### Problem
In the material below, find every line containing "images" and copy that line.

### The input
# # # #

//! Artwork documents

use rustc_hash::FxHashSet;
use serde_json::Value;
use tracing::warn;

use crate::{
    artworks::{
        Artwork, CategoryRef, ColorVariant, DEFAULT_SIZE_UNIT, DescriptionField, DisplayImage,
        MediaType, OrderType, SizeOption,
    },
    documents::{
        Document, DocumentError, FromDocument, collections,
        fields::{self, Fields},
    },
};

impl FromDocument for Artwork {
    const COLLECTION: &'static str = collections::PRODUCTS;

    fn from_document(document: &Document) -> Result<Self, DocumentError> {
        let fields = &document.fields;

        let mut seen = FxHashSet::default();
        seen.insert(document.id.clone());

        let related_products = fields::strings(fields, "relatedProducts")
            .into_iter()
            .filter(|id| seen.insert(id.clone()))
            .collect();

        Ok(Self {
            id: document.id.clone(),
            name: fields::first_text(fields, &["name", "title"]),
            base_price: fields::first_decimal(fields, &["price", "basePrice"]),
            category: category(fields),
            order_type: OrderType::parse(&fields::text(fields, "orderType")),
            is_out_of_stock: fields::flag(fields, "isOutOfStock"),
            quantity: fields::integer(fields, "quantity"),
            weight: fields::optional_decimal(fields, "weight"),
            artist_id: fields::optional_text(fields, "artistId"),
            dimensions: dimensions(&document.id, fields::list(fields, "dimensions")),
            variants: variants(&document.id, fields::list(fields, "variants")),
            images: fields::list(fields, "images")
                .iter()
                .filter_map(|value| image(value, None))
                .collect(),
            description_fields: description_fields(fields::list(fields, "descriptionFields")),
            related_products,
        })
    }
}

/// Category names are kept verbatim; availability rules match them exactly.
fn category(fields: &Fields) -> CategoryRef {
    let mut category = match fields.get("category") {
        Some(Value::Object(object)) => CategoryRef {
            id: fields::text(object, "id"),
            name: fields::verbatim_text(object, "name").unwrap_or_default(),
        },
        Some(Value::String(name)) => CategoryRef {
            id: String::new(),
            name: name.clone(),
        },
        _ => CategoryRef::default(),
    };

    if let Some(id) = fields::optional_text(fields, "categoryId") {
        category.id = id;
    }

    if let Some(name) = fields::verbatim_text(fields, "categoryName") {
        category.name = name;
    }

    category
}

fn image(value: &Value, variant_id: Option<&str>) -> Option<DisplayImage> {
    let (url, media_type) = match value {
        Value::String(url) => (url.trim().to_string(), MediaType::Image),
        Value::Object(object) => {
            let media_type = if fields::first_text(object, &["type", "mediaType"])
                .eq_ignore_ascii_case("video")
            {
                MediaType::Video
            } else {
                MediaType::Image
            };

            (fields::first_text(object, &["url", "src"]), media_type)
        }
        _ => return None,
    };

    if url.is_empty() {
        return None;
    }

    Some(DisplayImage {
        url,
        media_type,
        variant_id: variant_id.map(ToString::to_string),
    })
}

fn dimensions(artwork: &str, values: &[Value]) -> Vec<SizeOption> {
    let mut names = FxHashSet::default();

    values
        .iter()
        .filter_map(|value| {
            let Value::Object(object) = value else {
                warn!(artwork, "dropping size option that is not an object");
                return None;
            };

            let name = fields::text(object, "name");

            if name.is_empty() || !names.insert(name.clone()) {
                warn!(artwork, name = %name, "dropping unnamed or duplicate size option");
                return None;
            }

            let unit = fields::optional_text(object, "unit")
                .unwrap_or_else(|| DEFAULT_SIZE_UNIT.to_string());

            Some(SizeOption {
                name,
                width: fields::decimal(object, "width"),
                height: fields::decimal(object, "height"),
                length: fields::decimal(object, "length"),
                unit,
                price_adjustment: fields::first_decimal(object, &["priceAdjustment", "price"]),
            })
        })
        .collect()
}

fn variants(artwork: &str, values: &[Value]) -> Vec<ColorVariant> {
    let mut ids = FxHashSet::default();

    values
        .iter()
        .enumerate()
        .filter_map(|(index, value)| {
            let Value::Object(object) = value else {
                warn!(artwork, index, "dropping colour variant that is not an object");
                return None;
            };

            let id = fields::optional_text(object, "id").unwrap_or_else(|| index.to_string());

            if !ids.insert(id.clone()) {
                warn!(artwork, id = %id, "dropping duplicate colour variant");
                return None;
            }

            let images = fields::list(object, "images")
                .iter()
                .filter_map(|value| image(value, Some(&id)))
                .collect();

            Some(ColorVariant {
                color_name: fields::first_text(object, &["colorName", "color"]),
                color_hex: fields::first_text(object, &["colorHex", "hex"]),
                sku: fields::optional_text(object, "sku"),
                price_adjustment: fields::decimal(object, "priceAdjustment"),
                quantity: fields::integer(object, "quantity"),
                images,
                is_default: fields::flag(object, "isDefault"),
                id,
            })
        })
        .collect()
}

fn description_fields(values: &[Value]) -> Vec<DescriptionField> {
    values
        .iter()
        .filter_map(|value| match value {
            Value::Object(object) => Some(DescriptionField {
                field: fields::text(object, "field"),
                value: fields::text(object, "value"),
            }),
            _ => None,
        })
        .filter(|row| !row.field.is_empty())
        .collect()
}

# # # #

### Task solution
            images: fields::list(fields, "images")
            let images = fields::list(object, "images")
                images,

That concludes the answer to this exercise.